First-wave feminists focused on the burning issue of their day — suffrage. The second wave is focused on cultural critique. Our motto is “the personal is political,” and what could be more personal, or more provocative, than sex?
One problem: We can’t agree on what, exactly, feminist sex is.
If you’re still keeping up with the publishing hubbub, here’s another story on the formation of a new publishing company being started by a couple of conservative industry executives, “Louise Burke, a former top publisher at Simon & Schuster, and Kate Hartson, the former editorial director at Hachette Book Group’s Center Street imprint.”

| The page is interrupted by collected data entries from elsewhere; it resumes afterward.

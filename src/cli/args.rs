//! Command line argument parsing for the gutensearch CLI using clap.

use std::path::PathBuf;

use clap::{Args, Parser, Subcommand};
use log::LevelFilter;

/// gutensearch - word frequency search over Project Gutenberg documents
#[derive(Parser, Debug, Clone)]
#[command(name = "gutensearch")]
#[command(about = "Index word frequencies of plain-text books and search them")]
#[command(version = env!("CARGO_PKG_VERSION"))]
#[command(long_about = None)]
pub struct GutensearchArgs {
    /// Increase verbosity (-v info, -vv debug)
    #[arg(short, long, action = clap::ArgAction::Count, global = true)]
    pub verbose: u8,

    /// Quiet mode (overrides verbose)
    #[arg(short, long, global = true)]
    pub quiet: bool,

    /// Store file holding the indexed records
    #[arg(
        long,
        env = "GUTENSEARCH_STORE",
        default_value = "gutensearch.store",
        global = true
    )]
    pub store: PathBuf,

    /// Indexing configuration file (JSON)
    #[arg(long, value_name = "FILE", global = true)]
    pub config: Option<PathBuf>,

    /// Subcommand to execute
    #[command(subcommand)]
    pub command: Command,
}

impl GutensearchArgs {
    /// Get the effective verbosity level (0=quiet, 1=normal, 2=verbose, 3=debug)
    pub fn verbosity(&self) -> u8 {
        if self.quiet {
            0
        } else {
            self.verbose.saturating_add(1)
        }
    }

    /// Log level for the effective verbosity.
    pub fn log_level(&self) -> LevelFilter {
        match self.verbosity() {
            0 => LevelFilter::Error,
            1 => LevelFilter::Warn,
            2 => LevelFilter::Info,
            _ => LevelFilter::Debug,
        }
    }
}

/// Available CLI commands
#[derive(Subcommand, Debug, Clone)]
pub enum Command {
    /// Parse a directory of documents into the store
    Load(LoadArgs),

    /// List the documents containing a word
    Search(SearchArgs),

    /// Show the most frequent words of a document
    Top(TopArgs),

    /// Suggest corpus words close to a word
    Closest(ClosestArgs),

    /// Show store statistics
    Stats,
}

/// Arguments for loading documents
#[derive(Args, Debug, Clone)]
pub struct LoadArgs {
    /// Directory containing the document files
    #[arg(value_name = "DIR")]
    pub dir: PathBuf,

    /// Number of parsing threads (default: number of CPUs)
    #[arg(short, long)]
    pub threads: Option<usize>,

    /// Load only the document ids listed in the given file
    #[arg(long, value_name = "FILE")]
    pub only: Option<PathBuf>,

    /// Load every document except the ids listed in the given file
    #[arg(long, value_name = "FILE", conflicts_with = "only")]
    pub exclude: Option<PathBuf>,

    /// Load only the documents listed in a Project Gutenberg catalog (GUTINDEX)
    #[arg(long, value_name = "FILE", conflicts_with_all = ["only", "exclude"])]
    pub catalog: Option<PathBuf>,
}

/// Arguments for word searches
#[derive(Args, Debug, Clone)]
pub struct SearchArgs {
    /// Word to look up; `%` and `_` act as wildcards
    #[arg(value_name = "WORD")]
    pub word: String,

    /// Search for the closest known word instead
    #[arg(short, long)]
    pub fuzzy: bool,

    /// Maximum number of documents to list
    #[arg(short, long, default_value = "10")]
    pub limit: usize,
}

/// Arguments for document word listings
#[derive(Args, Debug, Clone)]
pub struct TopArgs {
    /// Document id
    #[arg(value_name = "DOCUMENT_ID")]
    pub document_id: String,

    /// Maximum number of words to list
    #[arg(short, long, default_value = "10")]
    pub limit: usize,

    /// Skip words shorter than this
    #[arg(long)]
    pub min_length: Option<usize>,

    /// Skip words longer than this
    #[arg(long)]
    pub max_length: Option<usize>,
}

/// Arguments for spelling suggestions
#[derive(Args, Debug, Clone)]
pub struct ClosestArgs {
    /// Word to match against the corpus
    #[arg(value_name = "WORD")]
    pub word: String,

    /// Number of suggestions to show
    #[arg(short, long, default_value = "5")]
    pub suggestions: usize,

    /// Minimum similarity in [0, 1]
    #[arg(short, long, default_value = "0.6")]
    pub cutoff: f64,
}

#[cfg(test)]
mod tests {
    use super::*;

    #[test]
    fn test_verbosity() {
        let args = GutensearchArgs::parse_from(["gutensearch", "stats"]);
        assert_eq!(args.verbosity(), 1);

        let args = GutensearchArgs::parse_from(["gutensearch", "-vv", "stats"]);
        assert_eq!(args.verbosity(), 3);

        let args = GutensearchArgs::parse_from(["gutensearch", "stats", "-q", "-v"]);
        assert_eq!(args.verbosity(), 0);
    }

    #[test]
    fn test_log_level() {
        let level = |argv: &[&str]| GutensearchArgs::parse_from(argv).log_level();

        assert_eq!(level(&["gutensearch", "-q", "stats"]), LevelFilter::Error);
        assert_eq!(level(&["gutensearch", "stats"]), LevelFilter::Warn);
        assert_eq!(level(&["gutensearch", "-v", "stats"]), LevelFilter::Info);
        assert_eq!(level(&["gutensearch", "stats", "-vv"]), LevelFilter::Debug);
        assert_eq!(level(&["gutensearch", "-vvvv", "stats"]), LevelFilter::Debug);
    }

    #[test]
    fn test_parse_load() {
        let args = GutensearchArgs::parse_from([
            "gutensearch",
            "--store",
            "books.store",
            "load",
            "books/",
            "--threads",
            "4",
            "--only",
            "ids.txt",
        ]);
        assert_eq!(args.store, PathBuf::from("books.store"));
        match args.command {
            Command::Load(load) => {
                assert_eq!(load.dir, PathBuf::from("books/"));
                assert_eq!(load.threads, Some(4));
                assert_eq!(load.only, Some(PathBuf::from("ids.txt")));
                assert_eq!(load.exclude, None);
                assert_eq!(load.catalog, None);
            }
            other => panic!("unexpected command {other:?}"),
        }
    }

    #[test]
    fn test_only_conflicts_with_exclude() {
        let result = GutensearchArgs::try_parse_from([
            "gutensearch",
            "load",
            "books/",
            "--only",
            "a.txt",
            "--exclude",
            "b.txt",
        ]);
        assert!(result.is_err());

        let result = GutensearchArgs::try_parse_from([
            "gutensearch",
            "load",
            "books/",
            "--catalog",
            "GUTINDEX.ALL",
            "--exclude",
            "b.txt",
        ]);
        assert!(result.is_err());
    }

    #[test]
    fn test_parse_search_defaults() {
        let args = GutensearchArgs::parse_from(["gutensearch", "search", "whale", "--fuzzy"]);
        match args.command {
            Command::Search(search) => {
                assert_eq!(search.word, "whale");
                assert!(search.fuzzy);
                assert_eq!(search.limit, 10);
            }
            other => panic!("unexpected command {other:?}"),
        }
    }
}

“Main Character Syndrome” exists only in the overactive — and healthily deluded — minds of the internet’s many self-identified protagonists. But while Main Character Syndrome — a situation wherein people think of themselves as being the top-billed star of the feature film that is their regular lives — might sound like the kind of distorted sense of reality digitally averse boomers warn everyone under the age of 30 about, Main Character Syndrome is also an important coping technique — and it’s how we’ve collectively chosen to process this past year.
Michelle Santiago Cortés examines the social-media memes that have developed around our tendency to think of our life story as a movie. “Main character memes cut across platforms to unveil the shakiness at the core of our identities, the kind of uncertainty that only a hero’s journey can cure.”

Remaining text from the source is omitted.